→ Work task: Bring together every line in the data that includes "catalog".

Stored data
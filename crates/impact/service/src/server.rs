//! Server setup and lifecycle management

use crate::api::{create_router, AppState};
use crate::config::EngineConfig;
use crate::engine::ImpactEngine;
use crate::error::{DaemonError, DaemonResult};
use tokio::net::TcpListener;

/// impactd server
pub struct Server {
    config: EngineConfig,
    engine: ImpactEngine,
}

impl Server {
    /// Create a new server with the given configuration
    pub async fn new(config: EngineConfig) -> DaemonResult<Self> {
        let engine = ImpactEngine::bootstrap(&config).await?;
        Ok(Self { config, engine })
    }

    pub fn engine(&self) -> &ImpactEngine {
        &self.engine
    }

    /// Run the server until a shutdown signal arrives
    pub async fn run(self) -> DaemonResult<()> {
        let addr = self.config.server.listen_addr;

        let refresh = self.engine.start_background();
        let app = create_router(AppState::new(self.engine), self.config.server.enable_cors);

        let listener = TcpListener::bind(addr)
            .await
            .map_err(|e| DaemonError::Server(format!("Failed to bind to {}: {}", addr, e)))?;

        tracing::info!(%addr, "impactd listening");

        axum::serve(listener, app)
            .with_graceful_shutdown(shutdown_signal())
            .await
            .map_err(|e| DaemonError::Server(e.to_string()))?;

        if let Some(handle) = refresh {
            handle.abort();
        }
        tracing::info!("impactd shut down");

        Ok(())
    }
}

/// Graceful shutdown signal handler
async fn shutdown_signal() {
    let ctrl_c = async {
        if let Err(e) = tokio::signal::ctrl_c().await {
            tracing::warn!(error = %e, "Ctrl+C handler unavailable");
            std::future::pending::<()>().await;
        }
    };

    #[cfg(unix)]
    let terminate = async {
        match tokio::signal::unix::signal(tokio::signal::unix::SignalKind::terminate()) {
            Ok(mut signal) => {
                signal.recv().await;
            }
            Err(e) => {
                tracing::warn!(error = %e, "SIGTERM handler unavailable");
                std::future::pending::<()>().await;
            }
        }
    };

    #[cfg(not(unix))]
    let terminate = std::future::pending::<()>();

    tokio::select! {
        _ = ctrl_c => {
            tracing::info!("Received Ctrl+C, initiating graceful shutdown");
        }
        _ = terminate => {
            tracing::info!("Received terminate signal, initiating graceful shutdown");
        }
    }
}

==

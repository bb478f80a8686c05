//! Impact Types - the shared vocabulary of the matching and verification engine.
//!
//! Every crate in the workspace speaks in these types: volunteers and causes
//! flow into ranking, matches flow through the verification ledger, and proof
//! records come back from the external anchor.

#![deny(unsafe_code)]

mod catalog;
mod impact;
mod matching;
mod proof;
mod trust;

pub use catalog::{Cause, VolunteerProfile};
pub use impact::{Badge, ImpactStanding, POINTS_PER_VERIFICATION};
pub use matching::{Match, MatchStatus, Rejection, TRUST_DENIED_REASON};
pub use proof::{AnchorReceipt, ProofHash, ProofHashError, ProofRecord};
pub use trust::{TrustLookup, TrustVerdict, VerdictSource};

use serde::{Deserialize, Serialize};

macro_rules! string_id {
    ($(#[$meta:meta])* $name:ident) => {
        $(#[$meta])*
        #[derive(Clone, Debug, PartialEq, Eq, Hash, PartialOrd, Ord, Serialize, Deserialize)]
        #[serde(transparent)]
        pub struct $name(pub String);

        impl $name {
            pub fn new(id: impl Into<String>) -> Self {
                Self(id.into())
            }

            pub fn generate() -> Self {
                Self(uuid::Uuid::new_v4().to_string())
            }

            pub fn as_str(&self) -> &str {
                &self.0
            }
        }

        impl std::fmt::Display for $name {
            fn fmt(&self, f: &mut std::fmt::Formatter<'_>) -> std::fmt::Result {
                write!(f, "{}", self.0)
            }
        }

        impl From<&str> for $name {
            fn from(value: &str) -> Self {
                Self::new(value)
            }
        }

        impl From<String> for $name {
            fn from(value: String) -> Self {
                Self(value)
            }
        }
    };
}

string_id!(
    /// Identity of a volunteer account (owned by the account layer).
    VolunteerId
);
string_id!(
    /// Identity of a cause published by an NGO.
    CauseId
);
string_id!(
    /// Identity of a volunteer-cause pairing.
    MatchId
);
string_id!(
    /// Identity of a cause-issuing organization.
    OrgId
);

--

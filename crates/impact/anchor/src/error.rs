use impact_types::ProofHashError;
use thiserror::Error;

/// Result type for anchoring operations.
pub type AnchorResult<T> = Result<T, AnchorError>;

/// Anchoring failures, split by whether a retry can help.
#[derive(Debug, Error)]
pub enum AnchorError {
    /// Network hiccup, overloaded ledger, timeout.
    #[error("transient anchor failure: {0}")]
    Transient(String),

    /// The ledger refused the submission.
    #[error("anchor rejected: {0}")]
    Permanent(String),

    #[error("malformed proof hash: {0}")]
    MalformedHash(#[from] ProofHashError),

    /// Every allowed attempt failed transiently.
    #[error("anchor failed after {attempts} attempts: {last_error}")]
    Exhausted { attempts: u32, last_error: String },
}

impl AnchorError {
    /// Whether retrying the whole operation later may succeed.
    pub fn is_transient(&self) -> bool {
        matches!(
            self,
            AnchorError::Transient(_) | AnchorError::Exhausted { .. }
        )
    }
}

→ Solution for this problem:
mod catalog;
pub use catalog::{Cause, VolunteerProfile};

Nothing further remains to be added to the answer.